ASSIGNED TASK: Every line with the string "trailing" in it belongs in your answer, so copy them all from the data.

===== MATERIAL PROVIDED =====

//! Order-preserving string encoding for values and tuples
//!
//! ## Format
//!
//! Every value is one ASCII tag followed by a payload. Tags follow the
//! cross-type rank, so comparing two encodings byte-wise first compares kinds:
//!
//! | Tag | Kind | Payload |
//! |-----|------|---------|
//! | `a` | MIN sentinel | none |
//! | `b` | null | none |
//! | `c` | object | tuple of `[key, value]` arrays in key order |
//! | `d` | array | tuple of elements |
//! | `e` | number | 16 lowercase hex digits |
//! | `f` | string | raw string |
//! | `g` | boolean | `true` / `false` |
//! | `z` | MAX sentinel | none |
//!
//! Numbers are the IEEE-754 bits of the canonical value with the sign bit
//! flipped for positives and every bit flipped for negatives. The high three
//! hex digits are the sign and exponent bucket, the low thirteen the
//! mantissa, so hex order is numeric order.
//!
//! A tuple is each element's encoding, escaped, followed by the delimiter.
//! Escaping turns `escape` into `escape escape` and `delimiter` into
//! `escape delimiter`. With the default `\x00` delimiter and `\x01` escape
//! both sort below every other character, which keeps tuple encodings in
//! [`compare_tuple`](crate::compare::compare_tuple) order.

use serde::{Deserialize, Serialize};
use std::collections::BTreeMap;

use crate::bounds::{Endpoint, Sentinel};
use crate::error::{Error, Result};
use crate::types::Tuple;
use crate::value::{canonical_number, Value};

const TAG_MIN: char = 'a';
const TAG_NULL: char = 'b';
const TAG_OBJECT: char = 'c';
const TAG_ARRAY: char = 'd';
const TAG_NUMBER: char = 'e';
const TAG_STRING: char = 'f';
const TAG_BOOLEAN: char = 'g';
const TAG_MAX: char = 'z';

const SIGN_BIT: u64 = 1 << 63;

/// Characters reserved by the tuple encoding
#[derive(Debug, Clone, PartialEq, Eq, Serialize, Deserialize)]
pub struct EncodingOptions {
    /// Element terminator
    pub delimiter: char,
    /// Escape prefix
    pub escape: char,
    /// Characters a backend cannot store; strings containing them fail to encode
    pub disallow: Vec<char>,
}

impl Default for EncodingOptions {
    fn default() -> Self {
        Self {
            delimiter: '\x00',
            escape: '\x01',
            disallow: Vec::new(),
        }
    }
}

impl EncodingOptions {
    /// Create options with a custom delimiter and escape
    pub fn new(delimiter: char, escape: char) -> Self {
        Self {
            delimiter,
            escape,
            disallow: Vec::new(),
        }
    }

    /// Add disallowed characters (builder style)
    pub fn with_disallow(mut self, chars: impl IntoIterator<Item = char>) -> Self {
        self.disallow.extend(chars);
        self
    }

    /// Check the options are usable
    pub fn validate(&self) -> Result<()> {
        if self.delimiter == self.escape {
            return Err(Error::encoding(format!(
                "delimiter and escape must differ, both are {:?}",
                self.delimiter
            )));
        }
        for reserved in [self.delimiter, self.escape] {
            if self.disallow.contains(&reserved) {
                return Err(Error::encoding(format!(
                    "reserved character {reserved:?} is also disallowed"
                )));
            }
        }
        Ok(())
    }
}

/// Encode a single value
pub fn encode_value(value: &Value, options: &EncodingOptions) -> Result<String> {
    let mut out = String::new();
    write_value(&mut out, value, options)?;
    Ok(out)
}

/// Encode a tuple
pub fn encode_tuple(tuple: &[Value], options: &EncodingOptions) -> Result<String> {
    let mut out = String::new();
    for value in tuple {
        let element = encode_value(value, options)?;
        push_element(&mut out, &element, options);
    }
    Ok(out)
}

/// Encode a bound endpoint, including its trailing sentinel
///
/// The result sorts against [`encode_tuple`] output the same way the endpoint
/// sorts against tuples, so byte-ordered backends can range-scan directly.
pub fn encode_endpoint(endpoint: &Endpoint, options: &EncodingOptions) -> Result<String> {
    let mut out = encode_tuple(&endpoint.tuple, options)?;
    match endpoint.sentinel {
        Some(Sentinel::Min) => push_element(&mut out, &TAG_MIN.to_string(), options),
        Some(Sentinel::Max) => push_element(&mut out, &TAG_MAX.to_string(), options),
        None => {}
    }
    Ok(out)
}

/// Decode a single value
pub fn decode_value(encoded: &str, options: &EncodingOptions) -> Result<Value> {
    let mut chars = encoded.chars();
    let tag = chars
        .next()
        .ok_or_else(|| Error::decoding("empty value encoding"))?;
    let payload = chars.as_str();

    match tag {
        TAG_NULL => {
            if !payload.is_empty() {
                return Err(Error::decoding(format!("trailing data after null: {payload:?}")));
            }
            Ok(Value::Null)
        }
        TAG_BOOLEAN => match payload {
            "true" => Ok(Value::Bool(true)),
            "false" => Ok(Value::Bool(false)),
            other => Err(Error::decoding(format!("invalid boolean payload {other:?}"))),
        },
        TAG_NUMBER => decode_number(payload).map(Value::Number),
        TAG_STRING => Ok(Value::String(payload.to_string())),
        TAG_ARRAY => decode_tuple(payload, options).map(Value::Array),
        TAG_OBJECT => decode_object(payload, options),
        TAG_MIN | TAG_MAX => Err(Error::decoding("sentinel is not a value")),
        other => Err(Error::decoding(format!("unknown type tag {other:?}"))),
    }
}

/// Decode a tuple
pub fn decode_tuple(encoded: &str, options: &EncodingOptions) -> Result<Tuple> {
    let mut tuple = Vec::new();
    let mut element = String::new();
    let mut chars = encoded.chars();

    while let Some(c) = chars.next() {
        if c == options.escape {
            let escaped = chars
                .next()
                .ok_or_else(|| Error::decoding("dangling escape at end of tuple"))?;
            element.push(escaped);
        } else if c == options.delimiter {
            tuple.push(decode_value(&element, options)?);
            element.clear();
        } else {
            element.push(c);
        }
    }

    if !element.is_empty() {
        return Err(Error::decoding(format!(
            "unterminated tuple element {element:?}"
        )));
    }
    Ok(tuple)
}

fn write_value(out: &mut String, value: &Value, options: &EncodingOptions) -> Result<()> {
    match value {
        Value::Null => out.push(TAG_NULL),
        Value::Bool(b) => {
            out.push(TAG_BOOLEAN);
            out.push_str(if *b { "true" } else { "false" });
        }
        Value::Number(n) => {
            out.push(TAG_NUMBER);
            out.push_str(&encode_number(*n));
        }
        Value::String(s) => {
            check_allowed(s, options)?;
            out.push(TAG_STRING);
            out.push_str(s);
        }
        Value::Array(items) => {
            out.push(TAG_ARRAY);
            out.push_str(&encode_tuple(items, options)?);
        }
        Value::Object(fields) => {
            out.push(TAG_OBJECT);
            for (key, field) in fields {
                let pair = Value::Array(vec![Value::String(key.clone()), field.clone()]);
                let element = encode_value(&pair, options)?;
                push_element(out, &element, options);
            }
        }
    }
    Ok(())
}

fn push_element(out: &mut String, element: &str, options: &EncodingOptions) {
    for c in element.chars() {
        if c == options.escape || c == options.delimiter {
            out.push(options.escape);
        }
        out.push(c);
    }
    out.push(options.delimiter);
}

fn check_allowed(s: &str, options: &EncodingOptions) -> Result<()> {
    match s.chars().find(|c| options.disallow.contains(c)) {
        Some(c) => Err(Error::encoding(format!("Disallowed character found: {c:?}"))),
        None => Ok(()),
    }
}

fn encode_number(n: f64) -> String {
    let bits = canonical_number(n).to_bits();
    let flipped = if bits & SIGN_BIT != 0 {
        !bits
    } else {
        bits | SIGN_BIT
    };
    format!("{flipped:016x}")
}

fn decode_number(payload: &str) -> Result<f64> {
    if payload.len() != 16 {
        return Err(Error::decoding(format!(
            "number payload must be 16 hex digits, got {payload:?}"
        )));
    }
    let flipped = u64::from_str_radix(payload, 16)
        .map_err(|e| Error::decoding(format!("invalid number payload {payload:?}: {e}")))?;
    let bits = if flipped & SIGN_BIT != 0 {
        flipped & !SIGN_BIT
    } else {
        !flipped
    };
    Ok(f64::from_bits(bits))
}

fn decode_object(payload: &str, options: &EncodingOptions) -> Result<Value> {
    let mut fields = BTreeMap::new();
    for entry in decode_tuple(payload, options)? {
        match entry {
            Value::Array(mut pair) if pair.len() == 2 => {
                let field = pair.pop().unwrap_or(Value::Null);
                match pair.pop() {
                    Some(Value::String(key)) => {
                        fields.insert(key, field);
                    }
                    other => {
                        return Err(Error::decoding(format!(
                            "object key must be a string, got {other:?}"
                        )))
                    }
                }
            }
            other => {
                return Err(Error::decoding(format!(
                    "object entry must be a [key, value] pair, got {other:?}"
                )))
            }
        }
    }
    Ok(Value::Object(fields))
}
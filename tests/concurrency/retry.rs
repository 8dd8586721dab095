//! Retry Combinator Tests

use std::sync::atomic::{AtomicUsize, Ordering};

use crate::common::*;
use tupledb::prelude::*;
use tupledb::{transactional_read, transactional_read_write, transactional_write, Error};

#[test]
fn conflicting_body_runs_max_retries_plus_one_times() {
    let client = client();
    let attempts = AtomicUsize::new(0);

    let err = transactional_read_write(&fast_retry(3), &client, |tx| {
        let n = attempts.fetch_add(1, Ordering::SeqCst);
        tx.scan(Bounds::prefix(tuple(&["hot"])))?;
        client.commit(
            WriteOps::new().with_set(vec![Value::from("hot"), Value::from(n as i64)], Value::Null),
            None,
        )?;
        tx.set(tuple(&["out"]), Value::Null)
    })
    .unwrap_err();

    assert!(err.is_conflict());
    assert_eq!(attempts.load(Ordering::SeqCst), 4);
    assert_eq!(client.get(tuple(&["out"])).unwrap(), None);
}

#[test]
fn retry_succeeds_once_contention_stops() {
    let client = client();
    let attempts = AtomicUsize::new(0);

    let value = transactional_read_write(&fast_retry(5), &client, |tx| {
        let n = attempts.fetch_add(1, Ordering::SeqCst);
        let current = tx.get(tuple(&["n"]))?;
        if n < 2 {
            client.commit(
                WriteOps::new().with_set(tuple(&["n"]), Value::from(n as i64)),
                None,
            )?;
        }
        tx.set(tuple(&["n"]), Value::from(100))?;
        Ok(current)
    })
    .unwrap();

    assert_eq!(attempts.load(Ordering::SeqCst), 3);
    assert_eq!(value, Some(Value::from(1i64)));
    assert_eq!(client.get(tuple(&["n"])).unwrap(), Some(Value::from(100)));
}

#[test]
fn body_error_is_returned_without_retry() {
    let client = client();
    let attempts = AtomicUsize::new(0);

    let err = transactional_read_write(&fast_retry(3), &client, |tx| -> tupledb::Result<()> {
        attempts.fetch_add(1, Ordering::SeqCst);
        tx.set(tuple(&["a"]), Value::Null)?;
        Err(Error::internal("boom"))
    })
    .unwrap_err();

    assert!(matches!(err, Error::Internal { .. }));
    assert_eq!(attempts.load(Ordering::SeqCst), 1);
    assert_eq!(client.get(tuple(&["a"])).unwrap(), None);
}

#[test]
fn nested_call_runs_inside_outer_transaction() {
    let client = client();
    let mut outer = client.transact();

    transactional_write(&fast_retry(3), &mut outer, |tx| {
        tx.set(tuple(&["inner"]), Value::from(1))
    })
    .unwrap();
    assert_eq!(client.get(tuple(&["inner"])).unwrap(), None);

    let seen = transactional_read(&fast_retry(3), &mut outer, |tx| tx.get(tuple(&["inner"]))).unwrap();
    assert_eq!(seen, Some(Value::from(1)));

    outer.commit().unwrap();
    assert_eq!(client.get(tuple(&["inner"])).unwrap(), Some(Value::from(1)));
}

#[test]
fn subspace_client_scopes_combinator() {
    let client = client();
    let users = client.subspace(tuple(&["users"]));

    transactional_write(&fast_retry(0), &users, |tx| {
        tx.set(tuple(&["ada"]), Value::from(36))
    })
    .unwrap();

    assert_eq!(
        client.get(tuple(&["users", "ada"])).unwrap(),
        Some(Value::from(36))
    );
}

=====

RESPONSE AREA:
/// Encode a bound endpoint, including its trailing sentinel
                return Err(Error::decoding(format!("trailing data after null: {payload:?}")));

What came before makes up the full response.